§ TASK GOAL
Each line from the opening of the records that follow to the line with "lookup or sweep." needs to be written out exactly. Add nothing.

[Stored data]
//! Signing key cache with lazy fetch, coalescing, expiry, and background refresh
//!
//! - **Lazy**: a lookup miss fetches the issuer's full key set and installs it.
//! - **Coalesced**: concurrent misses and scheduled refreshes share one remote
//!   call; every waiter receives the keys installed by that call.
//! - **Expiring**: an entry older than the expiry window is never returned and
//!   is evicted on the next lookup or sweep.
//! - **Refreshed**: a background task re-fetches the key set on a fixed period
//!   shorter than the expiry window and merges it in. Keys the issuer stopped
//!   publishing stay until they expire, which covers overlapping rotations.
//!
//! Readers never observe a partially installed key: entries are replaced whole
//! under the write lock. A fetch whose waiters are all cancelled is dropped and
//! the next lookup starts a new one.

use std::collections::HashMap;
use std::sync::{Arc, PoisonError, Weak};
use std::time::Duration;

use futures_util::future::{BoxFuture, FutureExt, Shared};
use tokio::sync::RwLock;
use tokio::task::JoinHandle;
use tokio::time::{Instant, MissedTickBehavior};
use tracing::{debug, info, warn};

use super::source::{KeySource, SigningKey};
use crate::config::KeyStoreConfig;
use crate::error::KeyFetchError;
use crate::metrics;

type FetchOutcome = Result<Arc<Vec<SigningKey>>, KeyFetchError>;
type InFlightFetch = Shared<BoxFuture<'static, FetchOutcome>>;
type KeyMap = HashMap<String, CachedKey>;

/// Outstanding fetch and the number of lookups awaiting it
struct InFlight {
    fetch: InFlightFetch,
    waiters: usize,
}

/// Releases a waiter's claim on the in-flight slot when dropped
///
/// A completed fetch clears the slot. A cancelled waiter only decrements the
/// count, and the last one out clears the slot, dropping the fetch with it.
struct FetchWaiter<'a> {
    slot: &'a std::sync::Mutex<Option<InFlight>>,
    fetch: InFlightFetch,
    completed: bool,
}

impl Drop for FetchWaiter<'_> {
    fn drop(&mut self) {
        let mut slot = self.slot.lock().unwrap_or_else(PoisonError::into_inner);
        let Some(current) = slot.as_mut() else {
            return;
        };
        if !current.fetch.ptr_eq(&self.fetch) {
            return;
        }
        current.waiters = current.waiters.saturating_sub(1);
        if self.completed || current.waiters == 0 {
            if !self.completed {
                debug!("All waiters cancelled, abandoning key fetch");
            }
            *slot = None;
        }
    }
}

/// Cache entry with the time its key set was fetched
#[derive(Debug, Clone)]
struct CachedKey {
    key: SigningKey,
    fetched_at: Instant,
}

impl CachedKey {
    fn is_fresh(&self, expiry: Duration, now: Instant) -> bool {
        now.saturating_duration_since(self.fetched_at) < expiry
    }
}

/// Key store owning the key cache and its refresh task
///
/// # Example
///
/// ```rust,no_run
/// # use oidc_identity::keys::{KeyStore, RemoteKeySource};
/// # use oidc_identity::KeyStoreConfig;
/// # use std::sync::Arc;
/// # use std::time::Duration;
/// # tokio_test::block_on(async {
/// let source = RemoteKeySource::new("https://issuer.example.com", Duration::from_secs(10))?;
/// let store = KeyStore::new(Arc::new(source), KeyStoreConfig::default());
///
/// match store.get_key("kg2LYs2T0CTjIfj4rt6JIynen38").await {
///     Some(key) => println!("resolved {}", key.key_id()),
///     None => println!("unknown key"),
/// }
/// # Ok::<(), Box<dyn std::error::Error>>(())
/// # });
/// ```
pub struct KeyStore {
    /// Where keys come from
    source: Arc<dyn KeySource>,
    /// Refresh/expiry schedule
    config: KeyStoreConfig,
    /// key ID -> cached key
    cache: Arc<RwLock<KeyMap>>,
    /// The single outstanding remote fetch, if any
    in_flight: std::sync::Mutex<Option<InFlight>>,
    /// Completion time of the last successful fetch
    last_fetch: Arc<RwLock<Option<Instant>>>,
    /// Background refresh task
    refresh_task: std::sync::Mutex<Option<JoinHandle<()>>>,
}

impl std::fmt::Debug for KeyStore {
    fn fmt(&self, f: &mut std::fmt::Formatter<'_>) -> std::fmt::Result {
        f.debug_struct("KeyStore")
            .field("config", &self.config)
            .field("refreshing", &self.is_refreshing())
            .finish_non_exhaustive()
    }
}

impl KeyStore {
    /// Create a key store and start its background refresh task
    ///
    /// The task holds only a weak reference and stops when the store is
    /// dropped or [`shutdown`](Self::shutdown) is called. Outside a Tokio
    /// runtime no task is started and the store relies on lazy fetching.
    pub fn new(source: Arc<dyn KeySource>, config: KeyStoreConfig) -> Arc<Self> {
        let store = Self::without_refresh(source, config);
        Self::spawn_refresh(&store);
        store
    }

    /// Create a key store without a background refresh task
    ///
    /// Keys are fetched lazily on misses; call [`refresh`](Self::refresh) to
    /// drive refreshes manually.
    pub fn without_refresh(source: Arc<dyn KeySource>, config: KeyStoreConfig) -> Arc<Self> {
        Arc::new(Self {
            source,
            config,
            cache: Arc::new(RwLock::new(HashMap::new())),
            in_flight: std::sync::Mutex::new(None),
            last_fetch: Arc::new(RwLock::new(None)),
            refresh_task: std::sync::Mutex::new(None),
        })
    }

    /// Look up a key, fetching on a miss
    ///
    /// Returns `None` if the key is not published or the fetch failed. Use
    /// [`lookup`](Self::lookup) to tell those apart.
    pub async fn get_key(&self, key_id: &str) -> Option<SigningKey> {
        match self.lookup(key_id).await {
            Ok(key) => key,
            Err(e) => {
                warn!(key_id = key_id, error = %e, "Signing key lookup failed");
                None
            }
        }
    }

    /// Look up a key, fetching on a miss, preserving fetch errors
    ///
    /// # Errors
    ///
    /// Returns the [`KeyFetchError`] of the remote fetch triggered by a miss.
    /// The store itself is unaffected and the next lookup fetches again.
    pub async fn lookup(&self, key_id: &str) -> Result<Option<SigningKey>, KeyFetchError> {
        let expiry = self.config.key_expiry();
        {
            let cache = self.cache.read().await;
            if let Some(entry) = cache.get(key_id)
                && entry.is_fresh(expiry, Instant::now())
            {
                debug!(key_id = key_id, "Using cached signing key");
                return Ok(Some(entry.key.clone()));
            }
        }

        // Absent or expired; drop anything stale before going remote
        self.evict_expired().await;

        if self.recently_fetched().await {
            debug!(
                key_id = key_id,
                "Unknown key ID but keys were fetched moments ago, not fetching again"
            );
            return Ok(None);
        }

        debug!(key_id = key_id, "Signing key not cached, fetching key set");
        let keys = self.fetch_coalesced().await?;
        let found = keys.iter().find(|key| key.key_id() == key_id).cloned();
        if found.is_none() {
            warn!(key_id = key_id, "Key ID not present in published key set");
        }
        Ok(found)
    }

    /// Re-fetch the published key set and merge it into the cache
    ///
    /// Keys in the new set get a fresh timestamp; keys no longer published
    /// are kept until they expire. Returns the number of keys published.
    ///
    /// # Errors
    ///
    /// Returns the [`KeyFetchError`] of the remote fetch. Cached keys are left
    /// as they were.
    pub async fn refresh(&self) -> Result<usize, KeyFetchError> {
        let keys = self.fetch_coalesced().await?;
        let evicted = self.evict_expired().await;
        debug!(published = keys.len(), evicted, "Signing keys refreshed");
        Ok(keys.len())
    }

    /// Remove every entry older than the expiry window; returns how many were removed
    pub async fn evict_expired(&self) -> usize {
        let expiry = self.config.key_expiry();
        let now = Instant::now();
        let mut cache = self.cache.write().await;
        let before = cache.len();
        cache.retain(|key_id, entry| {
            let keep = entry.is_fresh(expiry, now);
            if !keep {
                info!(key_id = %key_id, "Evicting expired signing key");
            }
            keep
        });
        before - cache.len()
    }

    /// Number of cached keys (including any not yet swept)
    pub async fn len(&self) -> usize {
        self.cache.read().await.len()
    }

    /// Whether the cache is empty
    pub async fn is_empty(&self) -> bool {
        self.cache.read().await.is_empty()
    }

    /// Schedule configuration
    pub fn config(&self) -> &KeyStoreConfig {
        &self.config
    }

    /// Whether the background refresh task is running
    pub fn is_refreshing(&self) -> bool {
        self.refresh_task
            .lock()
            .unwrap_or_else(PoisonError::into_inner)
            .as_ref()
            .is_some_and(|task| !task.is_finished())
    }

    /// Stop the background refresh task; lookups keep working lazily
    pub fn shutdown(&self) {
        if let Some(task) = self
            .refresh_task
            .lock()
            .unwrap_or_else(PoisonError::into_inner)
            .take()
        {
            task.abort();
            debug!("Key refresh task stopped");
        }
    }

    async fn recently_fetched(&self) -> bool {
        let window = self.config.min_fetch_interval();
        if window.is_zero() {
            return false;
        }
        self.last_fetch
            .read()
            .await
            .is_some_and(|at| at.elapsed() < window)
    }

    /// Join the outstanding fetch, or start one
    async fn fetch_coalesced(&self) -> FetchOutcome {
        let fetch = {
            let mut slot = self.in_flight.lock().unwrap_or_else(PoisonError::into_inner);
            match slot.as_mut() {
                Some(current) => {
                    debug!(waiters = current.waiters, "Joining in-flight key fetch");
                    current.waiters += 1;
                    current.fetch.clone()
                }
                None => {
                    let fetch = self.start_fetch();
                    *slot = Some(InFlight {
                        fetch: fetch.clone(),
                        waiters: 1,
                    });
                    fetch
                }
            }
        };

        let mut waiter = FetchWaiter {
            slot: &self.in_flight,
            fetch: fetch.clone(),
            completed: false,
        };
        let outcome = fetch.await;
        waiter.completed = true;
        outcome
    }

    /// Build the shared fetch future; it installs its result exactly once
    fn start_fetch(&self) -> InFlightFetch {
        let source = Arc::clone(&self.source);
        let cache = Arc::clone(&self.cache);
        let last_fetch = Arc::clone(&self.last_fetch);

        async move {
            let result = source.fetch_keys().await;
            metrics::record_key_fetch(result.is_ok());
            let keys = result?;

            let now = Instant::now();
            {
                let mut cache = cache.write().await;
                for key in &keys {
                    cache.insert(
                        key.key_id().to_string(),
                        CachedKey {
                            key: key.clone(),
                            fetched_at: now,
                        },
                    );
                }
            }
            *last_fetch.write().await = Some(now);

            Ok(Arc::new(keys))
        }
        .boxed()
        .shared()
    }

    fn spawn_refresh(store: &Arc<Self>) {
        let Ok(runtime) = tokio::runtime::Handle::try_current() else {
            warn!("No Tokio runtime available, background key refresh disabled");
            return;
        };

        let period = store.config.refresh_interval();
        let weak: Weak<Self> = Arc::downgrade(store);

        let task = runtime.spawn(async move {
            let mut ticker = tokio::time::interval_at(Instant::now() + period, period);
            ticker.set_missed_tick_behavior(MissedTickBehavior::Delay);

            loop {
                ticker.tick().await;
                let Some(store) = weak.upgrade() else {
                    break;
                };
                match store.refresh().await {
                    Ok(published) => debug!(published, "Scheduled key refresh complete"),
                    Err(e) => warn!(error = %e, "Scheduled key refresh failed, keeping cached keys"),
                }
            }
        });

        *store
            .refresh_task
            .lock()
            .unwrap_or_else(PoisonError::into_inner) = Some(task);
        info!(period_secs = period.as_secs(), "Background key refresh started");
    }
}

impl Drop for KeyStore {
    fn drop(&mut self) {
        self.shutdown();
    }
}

§ ANSWER BOX
//! Signing key cache with lazy fetch, coalescing, expiry, and background refresh
//!
//! - **Lazy**: a lookup miss fetches the issuer's full key set and installs it.
//! - **Coalesced**: concurrent misses and scheduled refreshes share one remote
//!   call; every waiter receives the keys installed by that call.
//! - **Expiring**: an entry older than the expiry window is never returned and
//!   is evicted on the next lookup or sweep.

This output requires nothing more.